▸ **The problem**:
Print nothing but the lines below starting at the line that holds "policies.insert(UserRole::Hr, hr_class.clone());" and ending at the line that holds "self.policies", including both, each exactly as written.

Dataset records:
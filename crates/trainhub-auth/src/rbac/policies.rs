//! Role-to-permission mapping definitions.

use std::collections::{HashMap, HashSet};

use serde::{Deserialize, Serialize};

use trainhub_entity::user::UserRole;

/// A system-level permission checked at the API boundary.
///
/// Gate ownership is not a permission: the validation engine checks it
/// against the role directly. `SessionValidateHr` and `SessionValidateHse`
/// are listed so clients can tell which gates a role may exercise.
#[derive(Debug, Clone, Copy, PartialEq, Eq, Hash, PartialOrd, Ord, Serialize, Deserialize)]
#[serde(rename_all = "snake_case")]
pub enum SystemPermission {
    /// Create training sessions.
    SessionCreate,
    /// Read training sessions.
    SessionRead,
    /// Exercise the HR gate.
    SessionValidateHr,
    /// Exercise the HSE gate.
    SessionValidateHse,
    /// View the validation queue.
    ValidationQueueView,
    /// Read the audit trail.
    AuditView,
}

/// Defines the mapping from each role to its set of allowed system permissions.
#[derive(Debug, Clone)]
pub struct RbacPolicies {
    policies: HashMap<UserRole, HashSet<SystemPermission>>,
}

impl RbacPolicies {
    /// Creates the default policy set.
    pub fn new() -> Self {
        use SystemPermission::*;

        let everyone = [SessionRead];

        let hr_class: HashSet<_> = everyone
            .into_iter()
            .chain([SessionCreate, SessionValidateHr, ValidationQueueView, AuditView])
            .collect();
        let hse: HashSet<_> = everyone
            .into_iter()
            .chain([SessionValidateHse, ValidationQueueView, AuditView])
            .collect();
        let admin: HashSet<_> = everyone
            .into_iter()
            .chain([ValidationQueueView, AuditView])
            .collect();
        let manager: HashSet<_> = everyone.into_iter().chain([ValidationQueueView]).collect();
        let base: HashSet<_> = everyone.into_iter().collect();

        let mut policies = HashMap::new();
        policies.insert(UserRole::Hr, hr_class.clone());
        policies.insert(UserRole::Drh, hr_class);
        policies.insert(UserRole::Hse, hse);
        policies.insert(UserRole::Admin, admin);
        policies.insert(UserRole::Manager, manager);
        policies.insert(UserRole::Trainer, base.clone());
        policies.insert(UserRole::Employee, base);

        Self { policies }
    }

    /// Returns the permissions for the given role, sorted.
    pub fn permissions_for_role(&self, role: &UserRole) -> Vec<SystemPermission> {
        let mut perms: Vec<_> = self
            .policies
            .get(role)
            .map(|p| p.iter().copied().collect())
            .unwrap_or_default();
        perms.sort();
        perms
    }

    /// Checks whether the given role has the specified permission.
    pub fn has_permission(&self, role: &UserRole, permission: &SystemPermission) -> bool {
        self.policies
            .get(role)
            .map(|perms| perms.contains(permission))
            .unwrap_or(false)
    }
}

impl Default for RbacPolicies {
    fn default() -> Self {
        Self::new()
    }
}
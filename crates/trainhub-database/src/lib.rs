//! # trainhub-database
//!
//! Persistence for TrainHub sessions and the audit trail. The
//! [`store`] traits are what the service layer consumes; PostgreSQL
//! [`repositories`] and the in-memory [`store::memory`] stores implement
//! them. [`store::open`] picks one from configuration.

pub mod connection;
pub mod migration;
pub mod repositories;
pub mod store;

pub use connection::DatabasePool;
pub use store::{AuditStore, SessionStore, Stores};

▸ **Reply to the task**:
        policies.insert(UserRole::Hr, hr_class.clone());
        policies.insert(UserRole::Drh, hr_class);
        policies.insert(UserRole::Hse, hse);
        policies.insert(UserRole::Admin, admin);
        policies.insert(UserRole::Manager, manager);
        policies.insert(UserRole::Trainer, base.clone());
        policies.insert(UserRole::Employee, base);

        Self { policies }
    }

    /// Returns the permissions for the given role, sorted.
    pub fn permissions_for_role(&self, role: &UserRole) -> Vec<SystemPermission> {
        let mut perms: Vec<_> = self
            .policies
            .get(role)
            .map(|p| p.iter().copied().collect())
            .unwrap_or_default();
        perms.sort();
        perms
    }

    /// Checks whether the given role has the specified permission.
    pub fn has_permission(&self, role: &UserRole, permission: &SystemPermission) -> bool {
        self.policies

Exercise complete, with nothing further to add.